TASK BRIEF
Find and copy each line of the listing below that has the word "trace" in it.

--------------------------------

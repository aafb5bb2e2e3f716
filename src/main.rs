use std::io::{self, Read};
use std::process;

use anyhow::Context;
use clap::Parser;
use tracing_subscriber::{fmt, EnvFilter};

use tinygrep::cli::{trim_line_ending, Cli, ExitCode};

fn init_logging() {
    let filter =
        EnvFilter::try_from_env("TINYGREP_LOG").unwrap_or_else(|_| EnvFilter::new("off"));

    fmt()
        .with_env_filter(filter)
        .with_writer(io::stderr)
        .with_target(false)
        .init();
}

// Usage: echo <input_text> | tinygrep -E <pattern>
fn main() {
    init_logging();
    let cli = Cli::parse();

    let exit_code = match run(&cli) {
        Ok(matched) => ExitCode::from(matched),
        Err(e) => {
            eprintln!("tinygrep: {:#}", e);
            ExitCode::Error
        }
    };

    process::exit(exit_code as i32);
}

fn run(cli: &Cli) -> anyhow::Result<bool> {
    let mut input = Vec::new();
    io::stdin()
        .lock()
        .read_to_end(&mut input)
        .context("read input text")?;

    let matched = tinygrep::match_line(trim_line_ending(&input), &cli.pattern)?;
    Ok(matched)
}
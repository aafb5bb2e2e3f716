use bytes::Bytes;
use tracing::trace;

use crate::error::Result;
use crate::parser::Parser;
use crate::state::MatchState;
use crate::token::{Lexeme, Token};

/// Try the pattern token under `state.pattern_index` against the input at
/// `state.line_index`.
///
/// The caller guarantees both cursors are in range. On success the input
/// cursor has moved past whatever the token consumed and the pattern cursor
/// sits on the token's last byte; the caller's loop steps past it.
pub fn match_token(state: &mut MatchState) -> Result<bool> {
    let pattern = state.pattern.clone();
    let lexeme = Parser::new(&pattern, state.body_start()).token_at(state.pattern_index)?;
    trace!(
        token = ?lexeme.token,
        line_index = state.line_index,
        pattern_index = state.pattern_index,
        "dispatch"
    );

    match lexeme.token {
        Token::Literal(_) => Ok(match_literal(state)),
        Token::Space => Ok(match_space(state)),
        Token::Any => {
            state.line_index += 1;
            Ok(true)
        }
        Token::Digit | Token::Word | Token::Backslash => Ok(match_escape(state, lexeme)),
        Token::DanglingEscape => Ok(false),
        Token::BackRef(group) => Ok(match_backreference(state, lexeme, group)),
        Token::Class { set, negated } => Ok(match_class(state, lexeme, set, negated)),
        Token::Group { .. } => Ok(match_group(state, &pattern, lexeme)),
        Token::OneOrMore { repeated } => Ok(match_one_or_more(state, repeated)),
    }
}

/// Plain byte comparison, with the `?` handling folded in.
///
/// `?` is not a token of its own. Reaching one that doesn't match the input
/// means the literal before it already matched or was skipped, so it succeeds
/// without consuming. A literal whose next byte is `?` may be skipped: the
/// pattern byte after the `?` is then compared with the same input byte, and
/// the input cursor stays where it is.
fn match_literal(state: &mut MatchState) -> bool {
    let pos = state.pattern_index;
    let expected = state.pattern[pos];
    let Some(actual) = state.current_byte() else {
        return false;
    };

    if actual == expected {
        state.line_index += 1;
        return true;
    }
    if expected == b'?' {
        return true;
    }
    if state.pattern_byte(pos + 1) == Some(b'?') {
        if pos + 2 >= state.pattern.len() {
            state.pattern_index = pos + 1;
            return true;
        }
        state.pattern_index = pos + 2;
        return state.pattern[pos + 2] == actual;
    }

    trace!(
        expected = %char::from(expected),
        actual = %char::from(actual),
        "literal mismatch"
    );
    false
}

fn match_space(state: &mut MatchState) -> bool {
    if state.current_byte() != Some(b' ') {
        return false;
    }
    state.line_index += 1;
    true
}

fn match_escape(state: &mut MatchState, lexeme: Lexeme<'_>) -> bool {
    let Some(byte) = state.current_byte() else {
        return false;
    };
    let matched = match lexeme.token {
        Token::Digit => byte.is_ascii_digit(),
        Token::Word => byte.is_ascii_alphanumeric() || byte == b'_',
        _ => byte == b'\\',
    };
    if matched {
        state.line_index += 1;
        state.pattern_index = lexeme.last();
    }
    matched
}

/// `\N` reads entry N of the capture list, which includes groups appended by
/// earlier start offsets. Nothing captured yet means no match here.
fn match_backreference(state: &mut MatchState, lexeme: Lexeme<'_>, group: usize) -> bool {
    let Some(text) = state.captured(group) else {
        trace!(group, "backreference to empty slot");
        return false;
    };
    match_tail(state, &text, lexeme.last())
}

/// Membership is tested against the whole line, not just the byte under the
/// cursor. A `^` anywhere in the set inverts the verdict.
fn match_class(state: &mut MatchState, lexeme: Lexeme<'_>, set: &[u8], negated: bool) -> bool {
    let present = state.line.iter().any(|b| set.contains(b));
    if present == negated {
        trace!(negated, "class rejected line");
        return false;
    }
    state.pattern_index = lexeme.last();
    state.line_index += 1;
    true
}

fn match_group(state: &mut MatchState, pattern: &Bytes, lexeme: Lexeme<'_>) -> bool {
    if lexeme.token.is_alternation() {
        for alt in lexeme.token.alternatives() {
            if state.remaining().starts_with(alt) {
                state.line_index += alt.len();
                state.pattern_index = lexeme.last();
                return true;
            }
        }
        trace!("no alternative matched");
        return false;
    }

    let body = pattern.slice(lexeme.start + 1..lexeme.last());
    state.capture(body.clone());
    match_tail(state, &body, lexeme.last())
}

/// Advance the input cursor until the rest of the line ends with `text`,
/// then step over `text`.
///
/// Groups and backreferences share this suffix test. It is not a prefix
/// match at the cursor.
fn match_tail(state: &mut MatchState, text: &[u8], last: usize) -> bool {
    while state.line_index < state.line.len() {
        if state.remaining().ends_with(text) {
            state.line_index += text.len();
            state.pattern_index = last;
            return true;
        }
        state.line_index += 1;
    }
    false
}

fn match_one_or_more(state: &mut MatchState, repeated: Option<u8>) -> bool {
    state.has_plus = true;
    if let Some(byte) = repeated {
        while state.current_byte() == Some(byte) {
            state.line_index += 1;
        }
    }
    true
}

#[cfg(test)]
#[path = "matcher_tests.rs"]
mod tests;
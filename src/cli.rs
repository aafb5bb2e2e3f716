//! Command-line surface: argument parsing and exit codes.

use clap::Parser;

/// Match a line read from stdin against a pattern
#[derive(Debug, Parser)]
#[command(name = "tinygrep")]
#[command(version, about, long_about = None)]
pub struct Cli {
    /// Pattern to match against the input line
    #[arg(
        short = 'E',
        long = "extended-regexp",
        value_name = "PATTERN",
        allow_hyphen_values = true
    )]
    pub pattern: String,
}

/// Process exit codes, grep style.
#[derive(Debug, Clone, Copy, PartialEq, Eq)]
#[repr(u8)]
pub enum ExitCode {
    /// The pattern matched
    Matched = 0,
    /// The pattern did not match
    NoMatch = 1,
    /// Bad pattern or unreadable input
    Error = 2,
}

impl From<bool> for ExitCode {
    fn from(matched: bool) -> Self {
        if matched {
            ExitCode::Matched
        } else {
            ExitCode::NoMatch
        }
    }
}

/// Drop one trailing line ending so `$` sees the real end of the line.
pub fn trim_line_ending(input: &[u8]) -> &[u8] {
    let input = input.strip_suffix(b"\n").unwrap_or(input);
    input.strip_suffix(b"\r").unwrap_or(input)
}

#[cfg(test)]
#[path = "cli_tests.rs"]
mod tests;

--------------------------------

TASK RESULT
use tracing::trace;
    trace!(
    trace!(
        trace!(group, "backreference to empty slot");
        trace!(negated, "class rejected line");
        trace!("no alternative matched");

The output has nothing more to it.